Ghuto roared like a pained beast, charging heedlessly over the sprawled flesh. There, on the log, was Poc. Blue-gold eyes gazed calmly into Ghuto’s, surrounded by welts and bruises. Rage gaze him wings, lifting him and driving him forward like a hurricane. The baker’s face contorted with glimmer of recognition and he brandished a blackened sacrificial dagger toward Ghuto.

Just before Ghuto reached the man, a weight slammed into his back and he was borne to the ground. His chest slammed into the hard cobbles and his knife skittered across the stone into the flames. It vanished in a shower of sparks and a cascade of coals. A wash of boiling air radiated out from the fire and Ghuto broke out in a sweat. He heard heavy breathing above him and a bare, grimy foot dug into the fore of his back.

“I thought,” breathed the baker heavily, “that you had said, that you _destroyed _this fool!”

“I’m sorry, Master Sigurd,” came the defiant reply from Ghuto’s arrester. “I left him for dead in the alley. He has a thicker skull than I had assumed.”

“Check then, next time!” roared the naked Sigurd angrily, glistening in the heat of the fire. This close to the flames, all of his hair had been singed off. He stalked angrily forward and seemed to think better of it. Instead, he turned to the row of children bound to a log.

“This is your brat, isn’t it?” the baker growled, cutting at the leather bond holding Poc’s hands. “Or your nephew? Well, how about he goes on the fire next then? You’ve caused enough trouble.”

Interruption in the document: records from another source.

//! Queue command handlers

use anyhow::Result;
use clap::Subcommand;
use colored::*;
use convoy_client::QueueClient;

use crate::config::Config;

#[derive(Subcommand)]
pub enum QueueCommands {
    /// Show how many jobs are pending, assigned and running
    Stats,
}

pub async fn handle_queue_command(command: QueueCommands, config: &Config) -> Result<()> {
    let client = config.client();

    match command {
        QueueCommands::Stats => show_stats(&client).await,
    }
}

async fn show_stats(client: &QueueClient) -> Result<()> {
    let stats = client.queue_stats().await?;

    println!("{}", "Queue:".bold());
    println!("  Pending:  {}", stats.pending.to_string().yellow());
    println!("  Assigned: {}", stats.assigned.to_string().cyan());
    println!("  Running:  {}", stats.running.to_string().cyan());

    Ok(())
}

An animalistic shout ripped itself from Ghuto’s lips and he twisted. He grabbed his captor’s leg and rolled to one side, twisting violently as he did so. The slick flesh spun in his grasp and the person on top of him tumbled to the cobbles with a crack. Ghuto got his first look at the man; a heavyset youth with black hair and a rictus of hate and pain.

“Gorgy, you fool! Get him!”

The lad staggered upright and lunged towards Ghuto. Ghuto used his forearms to absorb the blow and twisted away. Gorgy followed, favoring his good leg.

Ghuto snarled and shoved, pushing the unfortunate lad into the crackling bonfire behind him. They wrapped around the boy greedily, eager to take in this new fuel. Sparks and coals showered out from the thrashing boy, and a heavy, charred log fell atop him. Pinned underneath the log, his screams were drowned by the laughter of the flames.

Ghuto turned slowly to Sigurd. The man had Poc under one arm, his hand wrapped over the boy’s mouth. The other one wiggled his sacrificial dagger. Ghuto took a step forward and the man laughed, half-shoving Poc towards the flames. Ghuto’s heart froze and he jerked with fear.

“Don’t take another step, Jonis,” said the muscular, sweat-soaked man. His naked flesh seemed to shimmer and flow in the light. “Not if you value this child’s life.”

Ghuto quivered with impotent rage. He let out small, snorting breaths and flexed his fingers. The hands and arms of the cultists behind him wrapped around his limbs, ensnaring and caressing him.

“Of course,” sneered the man, “I’ll still kill this boy afterwards. An eye for an eye, you see. You killed Gorgy after all.”

“No!” shrieked Ghuto struggling against his captors and only being dragged backwards.

“Oh yes,” said Sigurd, licking his cracking lips with a dry tongue, “and I’ll enjoy every second of it.”

A braying snort cut above the laughter of the cultists. All eyes turned. A tall, matt-furred beast, shadowed by more of its kin, stepped into the square. It looked around with obvious disgust at the sprawling figures around the square, many of whom hadn’t even stirred to watch the confrontation with Ghuto.

“Give us the boy,” growled the beastman in its guttural tongue. Oblivious, the cult master raised his arms in a mocking greeting.

“Look here!” he crowed to his followers. “The forest-brethren come to join our celebration!”

“Give me the boy!” snarled the beast crudely in Reikspiel.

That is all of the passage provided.